Malaysian former football player

Bakri Ibni (born 25 August 1952) is a Malaysian former football player who represented the Malaysian national football team in the 1970s - 1980s.

==Career Overview==
He played for Perlis FA in Malaysia's domestic competition until 1984 and joined Selangor club Talasco to unite with legendary national striker Mokhtar Dahari. With Talasco, he won Selangor Dunhill Cup and reached Semi-final Malaysia FAM Cup. As a national player, Bakri scored 16 international goals in 63 appearances for Malaysia.

A midfielder, Bakri was in the Malaysia squad that qualified for the 1980 Moscow Olympics football competition (though later Malaysia boycotted the Games). He scored one of the two goals in the 2-1 win over South Korea that decided the qualifiers for the Olympics, the other goal was scored by James Wong. In 1980, Bakri represented Malaysia in the AFC Asian Cup in Kuwait. Bakri also represented Malaysia in other competitions, winning the 1979 Merdeka Cup and 1978 King's Cup. On 26 November 1977, He was also in the national squads that won gold medals in the regional SEA Games.

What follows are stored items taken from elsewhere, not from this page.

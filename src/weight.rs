//! Weight tables of the n-tuple network.

use std::ops::{Index, IndexMut};

use crate::pattern::{NUM_TUPLES, TUPLE_TABLE_SIZE};

/// One weight table, addressed by a tuple index.
#[derive(Clone, Debug, PartialEq)]
pub struct WeightTable {
    values: Box<[f32]>,
}

impl WeightTable {
    /// Zero-filled table with `len` entries.
    pub fn new(len: usize) -> Self {
        Self {
            values: vec![0.0f32; len].into_boxed_slice(),
        }
    }

    /// Table owning the given values.
    pub fn from_values(values: Vec<f32>) -> Self {
        Self {
            values: values.into_boxed_slice(),
        }
    }

    #[inline]
    pub fn len(&self) -> usize {
        self.values.len()
    }

    #[inline]
    pub fn is_empty(&self) -> bool {
        self.values.is_empty()
    }

    #[inline]
    pub fn values(&self) -> &[f32] {
        &self.values
    }

    #[inline]
    pub fn values_mut(&mut self) -> &mut [f32] {
        &mut self.values
    }
}

impl Index<usize> for WeightTable {
    type Output = f32;

    #[inline]
    fn index(&self, index: usize) -> &f32 {
        &self.values[index]
    }
}

impl IndexMut<usize> for WeightTable {
    #[inline]
    fn index_mut(&mut self, index: usize) -> &mut f32 {
        &mut self.values[index]
    }
}

/// Fixed collection of weight tables; table `k` belongs to tuple `k`.
///
/// # Memory
///
/// The default store holds 8 x 50625 f32 entries, about 1.6 MB.
#[derive(Clone, Debug, Default, PartialEq)]
pub struct WeightStore {
    tables: Vec<WeightTable>,
}

impl WeightStore {
    /// Store without tables.
    pub fn new() -> Self {
        Self::default()
    }

    /// The default network: 8 zeroed tables of 50625 entries.
    ///
    /// # Examples
    ///
    /// ```
    /// use tdl2048::weight::WeightStore;
    ///
    /// let store = WeightStore::with_default_tables();
    /// assert_eq!(store.len(), 8);
    /// assert_eq!(store.table(0).len(), 50625);
    /// ```
    pub fn with_default_tables() -> Self {
        Self::from_tables((0..NUM_TUPLES).map(|_| WeightTable::new(TUPLE_TABLE_SIZE)).collect())
    }

    pub fn from_tables(tables: Vec<WeightTable>) -> Self {
        Self { tables }
    }

    /// Number of tables.
    #[inline]
    pub fn len(&self) -> usize {
        self.tables.len()
    }

    #[inline]
    pub fn is_empty(&self) -> bool {
        self.tables.is_empty()
    }

    #[inline]
    pub fn table(&self, table: usize) -> &WeightTable {
        &self.tables[table]
    }

    #[inline]
    pub fn tables(&self) -> &[WeightTable] {
        &self.tables
    }

    /// Weight at `index` of `table`.
    ///
    /// # Panics
    ///
    /// When `table` or `index` is out of range.
    #[inline]
    pub fn get(&self, table: usize, index: usize) -> f32 {
        self.tables[table][index]
    }

    /// Overwrite the weight at `index` of `table`.
    #[inline]
    pub fn set(&mut self, table: usize, index: usize, value: f32) {
        self.tables[table][index] = value;
    }

    /// Add `delta` to the weight at `index` of `table`.
    #[inline]
    pub fn add(&mut self, table: usize, index: usize, delta: f32) {
        self.tables[table][index] += delta;
    }

    /// Total number of entries over all tables.
    pub fn total_entries(&self) -> usize {
        self.tables.iter().map(WeightTable::len).sum()
    }

    /// Number of entries that are not exactly zero.
    pub fn nonzero_entries(&self) -> usize {
        self.tables
            .iter()
            .map(|t| t.values().iter().filter(|&&w| w != 0.0).count())
            .sum()
    }

    /// Memory used by the weights in bytes.
    pub fn memory_usage(&self) -> usize {
        self.total_entries() * std::mem::size_of::<f32>()
    }
}

#[cfg(test)]
mod tests {
    use super::*;

    #[test]
    fn test_default_tables_are_zero() {
        let store = WeightStore::with_default_tables();
        assert_eq!(store.len(), NUM_TUPLES);
        assert_eq!(store.total_entries(), NUM_TUPLES * TUPLE_TABLE_SIZE);
        assert_eq!(store.nonzero_entries(), 0);
    }

    #[test]
    fn test_get_set_add() {
        let mut store = WeightStore::with_default_tables();
        store.set(3, 1234, 1.5);
        store.add(3, 1234, 0.25);
        store.add(7, 0, -2.0);
        assert_eq!(store.get(3, 1234), 1.75);
        assert_eq!(store.get(7, 0), -2.0);
        assert_eq!(store.get(3, 1235), 0.0);
        assert_eq!(store.nonzero_entries(), 2);
    }

    #[test]
    fn test_tables_are_independent() {
        let mut store = WeightStore::with_default_tables();
        store.set(0, 42, 9.0);
        for table in 1..NUM_TUPLES {
            assert_eq!(store.get(table, 42), 0.0);
        }
    }

    #[test]
    fn test_memory_usage() {
        let store = WeightStore::with_default_tables();
        assert_eq!(store.memory_usage(), NUM_TUPLES * TUPLE_TABLE_SIZE * 4);
    }

    #[test]
    #[should_panic]
    fn test_out_of_range_index_panics() {
        let store = WeightStore::with_default_tables();
        store.get(0, TUPLE_TABLE_SIZE);
    }
}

From 1981-1983, Bakri had coached Perlis FA while he was still playing for them. He later returned to coach them again in the 1990s. Bakri has also coached Bank Rakyat football team in the local inter-bank championship, JKR Perlis, and as assistant head coach to Malaysia national team coach Rahim Abdullah in 1991.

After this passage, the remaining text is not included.